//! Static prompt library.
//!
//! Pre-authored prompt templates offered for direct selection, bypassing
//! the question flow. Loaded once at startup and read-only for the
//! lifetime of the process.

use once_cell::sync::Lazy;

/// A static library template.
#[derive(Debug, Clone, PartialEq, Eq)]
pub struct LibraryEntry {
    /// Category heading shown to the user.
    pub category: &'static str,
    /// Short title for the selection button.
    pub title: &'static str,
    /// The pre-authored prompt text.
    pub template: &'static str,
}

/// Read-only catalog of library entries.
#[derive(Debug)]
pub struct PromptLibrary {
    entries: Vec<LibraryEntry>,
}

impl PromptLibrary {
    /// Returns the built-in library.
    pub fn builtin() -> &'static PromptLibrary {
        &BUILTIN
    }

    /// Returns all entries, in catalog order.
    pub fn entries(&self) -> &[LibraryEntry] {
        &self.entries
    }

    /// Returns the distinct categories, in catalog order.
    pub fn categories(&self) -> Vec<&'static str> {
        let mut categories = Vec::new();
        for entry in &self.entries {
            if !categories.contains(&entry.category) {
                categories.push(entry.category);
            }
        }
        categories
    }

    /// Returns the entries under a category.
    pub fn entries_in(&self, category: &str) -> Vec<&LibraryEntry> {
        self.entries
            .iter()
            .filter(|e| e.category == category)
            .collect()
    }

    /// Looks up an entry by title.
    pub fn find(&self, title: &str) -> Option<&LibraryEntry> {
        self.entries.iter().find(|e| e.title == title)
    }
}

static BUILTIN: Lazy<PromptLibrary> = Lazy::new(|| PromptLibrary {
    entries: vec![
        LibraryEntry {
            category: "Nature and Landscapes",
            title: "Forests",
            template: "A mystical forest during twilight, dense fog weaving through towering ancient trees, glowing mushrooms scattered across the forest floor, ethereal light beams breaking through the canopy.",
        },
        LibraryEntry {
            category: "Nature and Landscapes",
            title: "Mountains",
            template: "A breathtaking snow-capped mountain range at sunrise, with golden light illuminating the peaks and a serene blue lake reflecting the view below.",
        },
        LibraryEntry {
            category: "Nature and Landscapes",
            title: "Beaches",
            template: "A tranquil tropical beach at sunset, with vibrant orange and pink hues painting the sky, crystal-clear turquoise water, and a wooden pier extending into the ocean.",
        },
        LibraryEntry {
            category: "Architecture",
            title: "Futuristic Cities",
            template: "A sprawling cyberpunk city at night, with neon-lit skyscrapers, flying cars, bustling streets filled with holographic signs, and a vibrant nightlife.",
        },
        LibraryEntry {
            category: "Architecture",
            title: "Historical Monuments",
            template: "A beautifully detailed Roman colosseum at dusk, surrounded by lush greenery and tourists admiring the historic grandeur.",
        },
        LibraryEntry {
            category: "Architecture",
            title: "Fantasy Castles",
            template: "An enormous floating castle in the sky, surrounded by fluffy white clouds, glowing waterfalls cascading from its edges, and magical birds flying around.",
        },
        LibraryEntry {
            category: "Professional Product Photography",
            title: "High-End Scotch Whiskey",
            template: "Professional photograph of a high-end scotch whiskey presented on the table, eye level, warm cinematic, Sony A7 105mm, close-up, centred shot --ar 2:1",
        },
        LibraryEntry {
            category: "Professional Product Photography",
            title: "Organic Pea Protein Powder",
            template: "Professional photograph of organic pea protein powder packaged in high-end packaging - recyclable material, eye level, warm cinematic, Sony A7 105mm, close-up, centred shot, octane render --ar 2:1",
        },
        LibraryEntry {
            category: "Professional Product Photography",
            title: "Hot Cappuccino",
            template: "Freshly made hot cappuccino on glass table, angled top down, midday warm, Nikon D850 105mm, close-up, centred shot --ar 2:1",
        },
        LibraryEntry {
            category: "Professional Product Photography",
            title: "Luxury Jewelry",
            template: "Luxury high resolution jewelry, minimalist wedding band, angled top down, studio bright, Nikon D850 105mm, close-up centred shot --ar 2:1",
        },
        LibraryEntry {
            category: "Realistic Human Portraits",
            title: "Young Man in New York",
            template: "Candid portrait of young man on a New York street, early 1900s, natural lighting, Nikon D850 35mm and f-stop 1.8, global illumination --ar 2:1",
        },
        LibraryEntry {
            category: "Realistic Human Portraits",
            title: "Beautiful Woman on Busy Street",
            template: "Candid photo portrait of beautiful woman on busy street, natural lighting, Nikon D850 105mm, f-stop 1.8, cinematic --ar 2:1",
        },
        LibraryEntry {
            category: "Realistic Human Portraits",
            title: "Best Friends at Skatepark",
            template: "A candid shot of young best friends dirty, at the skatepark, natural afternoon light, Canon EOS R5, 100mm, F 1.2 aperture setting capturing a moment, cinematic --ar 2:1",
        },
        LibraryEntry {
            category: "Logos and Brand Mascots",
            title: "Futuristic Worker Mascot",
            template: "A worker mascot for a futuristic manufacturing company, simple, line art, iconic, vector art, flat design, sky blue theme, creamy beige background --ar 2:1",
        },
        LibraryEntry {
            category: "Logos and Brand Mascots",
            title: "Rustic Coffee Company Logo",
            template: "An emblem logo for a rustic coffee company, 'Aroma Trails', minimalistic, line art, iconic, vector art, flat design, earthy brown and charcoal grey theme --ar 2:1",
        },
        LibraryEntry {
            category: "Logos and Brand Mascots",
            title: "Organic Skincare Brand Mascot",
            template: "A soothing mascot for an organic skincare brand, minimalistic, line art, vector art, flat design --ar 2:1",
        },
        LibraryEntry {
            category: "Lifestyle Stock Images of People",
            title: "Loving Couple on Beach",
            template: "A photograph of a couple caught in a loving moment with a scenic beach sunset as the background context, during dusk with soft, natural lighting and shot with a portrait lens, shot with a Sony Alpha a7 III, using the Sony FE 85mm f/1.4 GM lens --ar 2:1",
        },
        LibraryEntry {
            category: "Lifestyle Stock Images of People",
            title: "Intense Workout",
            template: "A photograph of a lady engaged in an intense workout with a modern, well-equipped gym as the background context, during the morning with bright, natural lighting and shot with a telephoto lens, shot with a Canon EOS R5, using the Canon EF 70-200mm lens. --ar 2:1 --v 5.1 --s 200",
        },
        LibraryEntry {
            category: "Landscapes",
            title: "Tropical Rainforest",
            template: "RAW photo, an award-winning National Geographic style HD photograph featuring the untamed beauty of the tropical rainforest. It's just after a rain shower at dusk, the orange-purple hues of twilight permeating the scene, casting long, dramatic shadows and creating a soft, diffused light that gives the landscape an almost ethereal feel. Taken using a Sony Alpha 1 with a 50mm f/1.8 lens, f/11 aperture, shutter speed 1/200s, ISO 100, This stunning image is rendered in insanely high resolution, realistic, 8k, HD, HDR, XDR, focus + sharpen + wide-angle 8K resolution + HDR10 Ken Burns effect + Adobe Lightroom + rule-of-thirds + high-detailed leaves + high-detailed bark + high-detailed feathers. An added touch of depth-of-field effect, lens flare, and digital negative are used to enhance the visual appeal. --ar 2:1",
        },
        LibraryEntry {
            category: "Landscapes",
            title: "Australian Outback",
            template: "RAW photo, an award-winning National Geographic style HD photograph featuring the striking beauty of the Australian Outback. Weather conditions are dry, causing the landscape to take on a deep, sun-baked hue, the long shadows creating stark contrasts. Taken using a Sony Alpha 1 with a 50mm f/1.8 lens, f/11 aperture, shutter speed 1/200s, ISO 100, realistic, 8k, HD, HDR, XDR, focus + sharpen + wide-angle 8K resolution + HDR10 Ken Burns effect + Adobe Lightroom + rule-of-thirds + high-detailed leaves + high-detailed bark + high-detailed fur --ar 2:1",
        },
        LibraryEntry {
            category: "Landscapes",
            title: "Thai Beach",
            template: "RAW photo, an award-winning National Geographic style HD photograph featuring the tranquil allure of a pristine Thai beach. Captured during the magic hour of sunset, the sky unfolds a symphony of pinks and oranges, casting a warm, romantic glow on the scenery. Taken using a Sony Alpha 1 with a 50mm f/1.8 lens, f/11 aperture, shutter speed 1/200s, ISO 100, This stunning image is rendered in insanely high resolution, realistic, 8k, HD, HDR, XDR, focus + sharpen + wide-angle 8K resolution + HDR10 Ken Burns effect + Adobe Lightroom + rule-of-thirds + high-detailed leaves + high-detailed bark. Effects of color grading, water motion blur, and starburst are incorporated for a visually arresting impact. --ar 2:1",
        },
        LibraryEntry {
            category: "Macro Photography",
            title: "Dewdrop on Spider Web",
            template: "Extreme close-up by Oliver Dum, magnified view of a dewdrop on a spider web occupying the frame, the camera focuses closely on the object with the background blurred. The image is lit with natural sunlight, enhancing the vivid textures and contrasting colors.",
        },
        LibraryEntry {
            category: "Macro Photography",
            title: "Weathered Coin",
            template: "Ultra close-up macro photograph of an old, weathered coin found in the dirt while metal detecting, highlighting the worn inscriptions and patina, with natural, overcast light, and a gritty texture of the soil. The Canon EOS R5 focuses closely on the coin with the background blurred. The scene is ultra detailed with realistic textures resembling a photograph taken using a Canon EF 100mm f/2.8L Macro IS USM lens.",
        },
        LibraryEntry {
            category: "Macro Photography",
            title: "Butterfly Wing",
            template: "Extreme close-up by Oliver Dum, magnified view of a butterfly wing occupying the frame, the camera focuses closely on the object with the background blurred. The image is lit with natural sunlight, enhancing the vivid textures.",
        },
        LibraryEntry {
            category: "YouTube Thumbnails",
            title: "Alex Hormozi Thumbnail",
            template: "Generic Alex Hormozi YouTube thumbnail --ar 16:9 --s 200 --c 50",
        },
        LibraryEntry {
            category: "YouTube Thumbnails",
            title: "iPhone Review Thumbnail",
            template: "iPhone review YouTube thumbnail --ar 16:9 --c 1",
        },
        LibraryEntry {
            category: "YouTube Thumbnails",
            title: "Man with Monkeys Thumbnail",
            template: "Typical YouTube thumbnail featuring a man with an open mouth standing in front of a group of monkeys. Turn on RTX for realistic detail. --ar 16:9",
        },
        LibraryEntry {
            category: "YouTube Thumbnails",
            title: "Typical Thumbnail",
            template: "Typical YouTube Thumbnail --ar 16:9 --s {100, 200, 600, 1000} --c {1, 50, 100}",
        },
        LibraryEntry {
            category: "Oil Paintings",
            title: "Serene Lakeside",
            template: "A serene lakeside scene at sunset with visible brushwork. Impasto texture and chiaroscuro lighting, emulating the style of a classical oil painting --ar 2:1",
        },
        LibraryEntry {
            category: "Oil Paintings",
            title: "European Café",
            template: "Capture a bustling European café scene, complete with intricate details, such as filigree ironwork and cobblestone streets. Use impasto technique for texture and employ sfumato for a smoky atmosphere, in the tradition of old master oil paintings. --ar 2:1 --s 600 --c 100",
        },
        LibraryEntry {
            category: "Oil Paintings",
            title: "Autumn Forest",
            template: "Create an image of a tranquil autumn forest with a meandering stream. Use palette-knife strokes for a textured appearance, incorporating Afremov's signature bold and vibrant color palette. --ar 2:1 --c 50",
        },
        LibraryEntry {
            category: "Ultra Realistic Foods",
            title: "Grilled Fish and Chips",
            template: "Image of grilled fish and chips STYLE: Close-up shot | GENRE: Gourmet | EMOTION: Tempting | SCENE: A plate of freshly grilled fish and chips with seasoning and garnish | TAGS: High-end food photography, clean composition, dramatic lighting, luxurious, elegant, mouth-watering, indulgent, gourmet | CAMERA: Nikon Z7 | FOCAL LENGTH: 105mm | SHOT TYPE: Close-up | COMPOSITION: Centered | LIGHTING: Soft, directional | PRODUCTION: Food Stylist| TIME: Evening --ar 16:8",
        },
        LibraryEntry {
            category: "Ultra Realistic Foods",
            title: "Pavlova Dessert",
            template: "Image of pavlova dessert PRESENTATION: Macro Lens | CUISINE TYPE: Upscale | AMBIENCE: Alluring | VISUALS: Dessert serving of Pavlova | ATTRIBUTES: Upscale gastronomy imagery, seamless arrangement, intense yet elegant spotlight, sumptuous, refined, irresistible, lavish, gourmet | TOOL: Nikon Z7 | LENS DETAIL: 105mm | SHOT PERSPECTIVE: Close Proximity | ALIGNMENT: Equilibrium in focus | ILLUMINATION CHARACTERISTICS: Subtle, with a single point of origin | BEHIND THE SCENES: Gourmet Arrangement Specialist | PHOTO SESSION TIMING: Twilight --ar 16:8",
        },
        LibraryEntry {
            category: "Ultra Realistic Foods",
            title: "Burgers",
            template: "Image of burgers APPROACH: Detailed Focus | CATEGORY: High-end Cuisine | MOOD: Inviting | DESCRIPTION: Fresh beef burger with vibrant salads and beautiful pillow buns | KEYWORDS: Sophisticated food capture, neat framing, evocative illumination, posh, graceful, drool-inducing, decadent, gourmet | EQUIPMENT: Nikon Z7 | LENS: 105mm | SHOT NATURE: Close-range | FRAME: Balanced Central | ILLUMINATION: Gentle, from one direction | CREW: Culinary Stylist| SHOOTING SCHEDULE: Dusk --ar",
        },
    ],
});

======

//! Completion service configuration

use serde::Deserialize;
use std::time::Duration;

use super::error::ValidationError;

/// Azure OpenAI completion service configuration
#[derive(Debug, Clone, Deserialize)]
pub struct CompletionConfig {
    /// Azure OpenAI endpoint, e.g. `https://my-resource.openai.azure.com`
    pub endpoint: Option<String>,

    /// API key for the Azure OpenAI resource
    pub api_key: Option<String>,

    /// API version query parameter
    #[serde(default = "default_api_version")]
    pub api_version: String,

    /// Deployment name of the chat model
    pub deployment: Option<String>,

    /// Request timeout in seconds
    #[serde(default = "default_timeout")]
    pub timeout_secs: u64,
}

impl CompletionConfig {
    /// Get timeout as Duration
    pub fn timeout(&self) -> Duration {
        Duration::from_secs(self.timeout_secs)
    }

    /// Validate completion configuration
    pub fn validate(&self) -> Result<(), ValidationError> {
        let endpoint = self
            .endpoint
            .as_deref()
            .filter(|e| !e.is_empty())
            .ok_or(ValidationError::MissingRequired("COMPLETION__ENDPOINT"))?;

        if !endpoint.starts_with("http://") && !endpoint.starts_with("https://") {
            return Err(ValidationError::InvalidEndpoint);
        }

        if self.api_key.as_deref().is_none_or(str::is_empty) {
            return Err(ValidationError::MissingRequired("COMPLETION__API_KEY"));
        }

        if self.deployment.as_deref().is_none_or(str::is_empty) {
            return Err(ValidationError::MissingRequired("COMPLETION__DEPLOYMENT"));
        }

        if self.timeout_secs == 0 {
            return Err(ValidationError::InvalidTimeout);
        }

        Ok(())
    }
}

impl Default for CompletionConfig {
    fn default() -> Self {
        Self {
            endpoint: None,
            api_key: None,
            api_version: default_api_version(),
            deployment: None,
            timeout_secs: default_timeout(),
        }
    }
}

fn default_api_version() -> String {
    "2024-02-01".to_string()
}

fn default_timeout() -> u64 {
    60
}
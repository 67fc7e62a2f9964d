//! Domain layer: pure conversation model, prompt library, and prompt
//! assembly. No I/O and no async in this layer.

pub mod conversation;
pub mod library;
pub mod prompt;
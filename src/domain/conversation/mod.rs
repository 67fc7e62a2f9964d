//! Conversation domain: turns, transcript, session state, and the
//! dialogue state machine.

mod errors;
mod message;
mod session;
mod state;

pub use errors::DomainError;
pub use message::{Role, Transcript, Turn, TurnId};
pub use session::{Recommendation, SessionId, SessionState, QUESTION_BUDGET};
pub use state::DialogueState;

======

Only the lines above starting with the one with "Static prompt library." and going through the one with "the selection button." are to be copied, word for word and with both ends kept.

//! Static prompt library.
//!
//! Pre-authored prompt templates offered for direct selection, bypassing
//! the question flow. Loaded once at startup and read-only for the
//! lifetime of the process.

use once_cell::sync::Lazy;

/// A static library template.
#[derive(Debug, Clone, PartialEq, Eq)]
pub struct LibraryEntry {
    /// Category heading shown to the user.
    pub category: &'static str,
    /// Short title for the selection button.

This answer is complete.